**RECORDS SHOWN:**
-----

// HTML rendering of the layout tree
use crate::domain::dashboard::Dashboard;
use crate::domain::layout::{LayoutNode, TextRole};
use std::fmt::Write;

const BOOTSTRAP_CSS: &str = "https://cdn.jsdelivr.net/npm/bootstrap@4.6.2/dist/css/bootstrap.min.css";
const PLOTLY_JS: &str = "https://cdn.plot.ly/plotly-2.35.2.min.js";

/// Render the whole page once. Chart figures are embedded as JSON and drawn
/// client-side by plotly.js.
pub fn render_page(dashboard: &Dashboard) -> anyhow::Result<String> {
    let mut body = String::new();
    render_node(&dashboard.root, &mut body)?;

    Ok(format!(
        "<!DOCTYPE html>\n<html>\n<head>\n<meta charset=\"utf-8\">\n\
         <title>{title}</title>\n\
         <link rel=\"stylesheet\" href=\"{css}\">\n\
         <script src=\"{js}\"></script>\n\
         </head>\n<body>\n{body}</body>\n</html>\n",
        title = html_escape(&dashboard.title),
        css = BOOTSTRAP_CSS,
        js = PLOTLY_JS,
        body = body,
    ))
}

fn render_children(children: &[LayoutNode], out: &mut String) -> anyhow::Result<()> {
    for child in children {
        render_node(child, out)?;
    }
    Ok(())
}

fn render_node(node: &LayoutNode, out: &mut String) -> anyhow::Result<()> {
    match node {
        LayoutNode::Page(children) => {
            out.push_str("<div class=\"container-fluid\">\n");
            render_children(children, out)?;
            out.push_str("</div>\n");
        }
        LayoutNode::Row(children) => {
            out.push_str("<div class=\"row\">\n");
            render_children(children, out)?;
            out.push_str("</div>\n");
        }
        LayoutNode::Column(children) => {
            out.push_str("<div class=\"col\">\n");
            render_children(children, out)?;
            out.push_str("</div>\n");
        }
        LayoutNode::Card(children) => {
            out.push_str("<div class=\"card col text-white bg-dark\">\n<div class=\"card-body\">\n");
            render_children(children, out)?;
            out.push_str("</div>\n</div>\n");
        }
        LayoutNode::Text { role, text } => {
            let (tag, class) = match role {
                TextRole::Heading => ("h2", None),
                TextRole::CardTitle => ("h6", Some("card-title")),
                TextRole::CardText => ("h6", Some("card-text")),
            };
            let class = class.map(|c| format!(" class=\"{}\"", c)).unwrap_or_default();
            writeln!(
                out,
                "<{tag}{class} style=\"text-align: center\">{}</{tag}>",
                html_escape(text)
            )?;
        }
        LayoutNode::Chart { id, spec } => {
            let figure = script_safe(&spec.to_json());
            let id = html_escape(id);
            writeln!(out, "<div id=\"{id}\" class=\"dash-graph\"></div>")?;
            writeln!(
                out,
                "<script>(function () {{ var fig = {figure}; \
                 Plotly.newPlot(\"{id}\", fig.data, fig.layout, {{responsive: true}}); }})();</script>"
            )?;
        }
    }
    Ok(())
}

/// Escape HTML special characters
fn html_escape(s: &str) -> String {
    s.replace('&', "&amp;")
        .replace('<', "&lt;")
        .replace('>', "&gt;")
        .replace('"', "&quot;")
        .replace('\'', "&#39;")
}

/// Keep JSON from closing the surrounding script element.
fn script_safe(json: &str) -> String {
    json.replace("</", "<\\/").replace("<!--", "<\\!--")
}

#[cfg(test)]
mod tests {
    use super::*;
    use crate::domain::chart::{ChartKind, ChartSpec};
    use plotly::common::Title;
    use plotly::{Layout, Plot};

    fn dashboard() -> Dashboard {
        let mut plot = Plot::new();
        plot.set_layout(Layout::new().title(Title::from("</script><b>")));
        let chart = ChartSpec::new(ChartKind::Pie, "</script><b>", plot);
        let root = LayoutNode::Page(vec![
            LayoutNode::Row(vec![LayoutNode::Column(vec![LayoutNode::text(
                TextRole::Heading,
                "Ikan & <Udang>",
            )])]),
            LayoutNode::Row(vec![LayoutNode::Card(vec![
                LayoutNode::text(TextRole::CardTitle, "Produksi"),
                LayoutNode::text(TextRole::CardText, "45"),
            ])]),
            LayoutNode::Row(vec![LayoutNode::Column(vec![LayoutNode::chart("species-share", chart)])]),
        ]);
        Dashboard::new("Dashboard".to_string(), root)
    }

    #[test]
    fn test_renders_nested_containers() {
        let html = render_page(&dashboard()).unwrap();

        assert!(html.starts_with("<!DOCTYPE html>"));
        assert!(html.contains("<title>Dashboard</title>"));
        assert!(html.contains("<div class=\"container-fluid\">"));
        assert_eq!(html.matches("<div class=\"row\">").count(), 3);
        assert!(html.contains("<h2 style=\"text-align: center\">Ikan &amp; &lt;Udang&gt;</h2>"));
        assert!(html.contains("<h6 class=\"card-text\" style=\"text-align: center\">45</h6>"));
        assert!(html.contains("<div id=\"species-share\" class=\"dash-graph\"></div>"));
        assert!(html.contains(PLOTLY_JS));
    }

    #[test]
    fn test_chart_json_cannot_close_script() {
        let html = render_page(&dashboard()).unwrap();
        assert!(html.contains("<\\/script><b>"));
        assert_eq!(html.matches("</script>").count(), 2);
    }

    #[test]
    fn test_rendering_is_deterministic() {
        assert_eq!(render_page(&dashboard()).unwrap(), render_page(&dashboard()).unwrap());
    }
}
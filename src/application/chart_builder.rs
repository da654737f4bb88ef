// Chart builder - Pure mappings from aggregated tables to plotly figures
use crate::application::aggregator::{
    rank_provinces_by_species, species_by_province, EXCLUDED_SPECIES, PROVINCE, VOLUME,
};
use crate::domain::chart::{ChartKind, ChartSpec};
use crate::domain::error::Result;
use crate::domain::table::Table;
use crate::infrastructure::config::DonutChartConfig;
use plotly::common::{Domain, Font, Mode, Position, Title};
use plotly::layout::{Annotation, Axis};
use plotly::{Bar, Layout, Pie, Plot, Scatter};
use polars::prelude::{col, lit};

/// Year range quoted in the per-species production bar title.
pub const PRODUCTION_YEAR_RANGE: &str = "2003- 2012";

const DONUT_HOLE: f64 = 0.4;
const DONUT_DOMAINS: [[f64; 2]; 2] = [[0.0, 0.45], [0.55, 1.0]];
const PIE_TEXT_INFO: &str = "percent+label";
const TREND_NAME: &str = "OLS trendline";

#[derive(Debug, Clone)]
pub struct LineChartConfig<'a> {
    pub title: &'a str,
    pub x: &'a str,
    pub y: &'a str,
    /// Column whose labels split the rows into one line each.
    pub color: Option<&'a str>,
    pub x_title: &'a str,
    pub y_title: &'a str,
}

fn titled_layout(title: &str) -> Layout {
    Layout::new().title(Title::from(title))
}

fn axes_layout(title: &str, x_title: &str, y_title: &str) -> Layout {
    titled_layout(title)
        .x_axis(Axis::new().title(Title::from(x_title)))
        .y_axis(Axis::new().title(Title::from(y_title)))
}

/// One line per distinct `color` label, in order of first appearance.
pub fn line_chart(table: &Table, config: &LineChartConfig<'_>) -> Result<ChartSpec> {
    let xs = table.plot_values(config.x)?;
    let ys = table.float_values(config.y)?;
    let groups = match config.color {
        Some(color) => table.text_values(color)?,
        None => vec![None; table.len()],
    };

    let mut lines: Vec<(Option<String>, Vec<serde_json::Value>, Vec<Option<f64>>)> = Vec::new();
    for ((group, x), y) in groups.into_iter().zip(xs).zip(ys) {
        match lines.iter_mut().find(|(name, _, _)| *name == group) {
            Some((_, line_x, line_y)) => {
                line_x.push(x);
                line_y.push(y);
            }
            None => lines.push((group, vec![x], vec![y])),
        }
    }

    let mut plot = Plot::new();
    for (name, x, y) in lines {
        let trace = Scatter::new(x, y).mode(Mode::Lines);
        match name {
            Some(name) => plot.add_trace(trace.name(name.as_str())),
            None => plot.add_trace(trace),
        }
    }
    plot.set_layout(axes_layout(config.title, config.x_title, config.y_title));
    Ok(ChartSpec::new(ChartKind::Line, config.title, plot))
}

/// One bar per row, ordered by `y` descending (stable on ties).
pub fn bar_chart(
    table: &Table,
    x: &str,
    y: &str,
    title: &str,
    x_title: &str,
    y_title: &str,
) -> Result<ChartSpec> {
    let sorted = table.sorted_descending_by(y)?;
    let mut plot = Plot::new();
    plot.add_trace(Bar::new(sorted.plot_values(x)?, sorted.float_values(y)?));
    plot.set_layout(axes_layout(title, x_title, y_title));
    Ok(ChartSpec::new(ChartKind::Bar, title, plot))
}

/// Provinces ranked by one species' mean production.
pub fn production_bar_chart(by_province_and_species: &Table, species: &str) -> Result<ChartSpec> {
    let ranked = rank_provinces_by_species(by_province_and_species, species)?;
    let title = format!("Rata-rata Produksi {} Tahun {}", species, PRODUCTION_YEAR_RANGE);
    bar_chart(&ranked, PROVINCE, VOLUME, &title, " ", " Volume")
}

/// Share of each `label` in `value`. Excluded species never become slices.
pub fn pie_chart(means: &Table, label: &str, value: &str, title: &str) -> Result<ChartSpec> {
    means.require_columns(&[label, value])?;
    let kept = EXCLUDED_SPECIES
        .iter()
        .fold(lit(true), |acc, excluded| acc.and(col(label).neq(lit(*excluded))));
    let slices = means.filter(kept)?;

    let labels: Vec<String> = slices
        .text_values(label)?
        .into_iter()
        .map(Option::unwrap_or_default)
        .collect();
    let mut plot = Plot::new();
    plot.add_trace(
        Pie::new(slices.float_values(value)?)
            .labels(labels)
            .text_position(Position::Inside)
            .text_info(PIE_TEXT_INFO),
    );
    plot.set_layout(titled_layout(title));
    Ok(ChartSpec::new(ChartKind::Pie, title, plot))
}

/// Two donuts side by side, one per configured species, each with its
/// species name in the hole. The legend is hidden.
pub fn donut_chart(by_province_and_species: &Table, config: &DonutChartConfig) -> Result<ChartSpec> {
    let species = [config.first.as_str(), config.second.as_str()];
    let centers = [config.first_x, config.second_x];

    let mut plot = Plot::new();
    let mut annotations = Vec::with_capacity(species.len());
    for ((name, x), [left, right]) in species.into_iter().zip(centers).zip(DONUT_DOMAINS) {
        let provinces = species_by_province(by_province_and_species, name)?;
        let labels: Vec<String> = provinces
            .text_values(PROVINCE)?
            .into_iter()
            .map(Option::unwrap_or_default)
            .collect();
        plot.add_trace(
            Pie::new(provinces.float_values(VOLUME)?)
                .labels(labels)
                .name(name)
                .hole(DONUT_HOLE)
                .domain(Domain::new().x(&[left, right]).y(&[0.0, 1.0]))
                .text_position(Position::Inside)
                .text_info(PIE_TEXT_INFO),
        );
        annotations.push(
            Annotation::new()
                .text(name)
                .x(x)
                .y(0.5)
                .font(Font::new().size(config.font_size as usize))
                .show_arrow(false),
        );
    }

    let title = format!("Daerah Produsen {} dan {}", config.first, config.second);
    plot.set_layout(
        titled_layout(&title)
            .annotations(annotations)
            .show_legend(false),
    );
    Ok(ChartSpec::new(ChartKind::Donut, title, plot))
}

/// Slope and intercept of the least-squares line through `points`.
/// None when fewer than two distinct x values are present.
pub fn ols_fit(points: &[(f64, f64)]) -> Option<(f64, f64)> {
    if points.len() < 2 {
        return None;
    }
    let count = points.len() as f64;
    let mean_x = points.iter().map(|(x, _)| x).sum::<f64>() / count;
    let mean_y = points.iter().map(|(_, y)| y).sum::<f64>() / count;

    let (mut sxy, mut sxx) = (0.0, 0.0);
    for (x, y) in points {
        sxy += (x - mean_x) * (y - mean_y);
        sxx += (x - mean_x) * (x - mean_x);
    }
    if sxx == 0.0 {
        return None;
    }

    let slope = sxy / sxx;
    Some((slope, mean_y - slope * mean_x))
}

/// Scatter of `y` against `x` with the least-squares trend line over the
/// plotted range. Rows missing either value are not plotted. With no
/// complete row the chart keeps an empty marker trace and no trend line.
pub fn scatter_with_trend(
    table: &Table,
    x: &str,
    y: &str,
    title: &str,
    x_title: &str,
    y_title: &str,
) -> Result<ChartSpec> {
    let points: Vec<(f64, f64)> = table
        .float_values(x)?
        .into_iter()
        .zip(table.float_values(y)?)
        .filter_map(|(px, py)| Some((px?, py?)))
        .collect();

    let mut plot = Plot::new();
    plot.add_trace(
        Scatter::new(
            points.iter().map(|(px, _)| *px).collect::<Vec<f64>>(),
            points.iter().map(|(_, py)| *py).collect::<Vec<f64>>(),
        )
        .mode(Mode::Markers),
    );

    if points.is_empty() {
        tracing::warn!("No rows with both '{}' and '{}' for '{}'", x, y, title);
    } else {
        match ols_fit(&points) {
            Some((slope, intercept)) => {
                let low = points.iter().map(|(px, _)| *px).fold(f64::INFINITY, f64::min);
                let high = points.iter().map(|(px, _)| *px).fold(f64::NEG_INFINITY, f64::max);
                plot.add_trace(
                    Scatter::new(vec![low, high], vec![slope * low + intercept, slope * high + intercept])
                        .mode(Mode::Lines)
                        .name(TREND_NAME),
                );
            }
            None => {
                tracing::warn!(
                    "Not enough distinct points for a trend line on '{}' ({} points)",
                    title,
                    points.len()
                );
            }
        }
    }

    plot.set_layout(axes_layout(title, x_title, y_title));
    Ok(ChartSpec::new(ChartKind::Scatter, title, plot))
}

-----

**PROBLEM:** Which lines of the entries above contain the word "Some"? Copy each of them.

**YOUR SOLUTION:**
                TextRole::CardTitle => ("h6", Some("card-title")),
                TextRole::CardText => ("h6", Some("card-text")),
        Some(color) => table.text_values(color)?,
            Some((_, line_x, line_y)) => {
            Some(name) => plot.add_trace(trace.name(name.as_str())),
    Some((slope, mean_y - slope * mean_x))
        .filter_map(|(px, py)| Some((px?, py?)))
            Some((slope, intercept)) => {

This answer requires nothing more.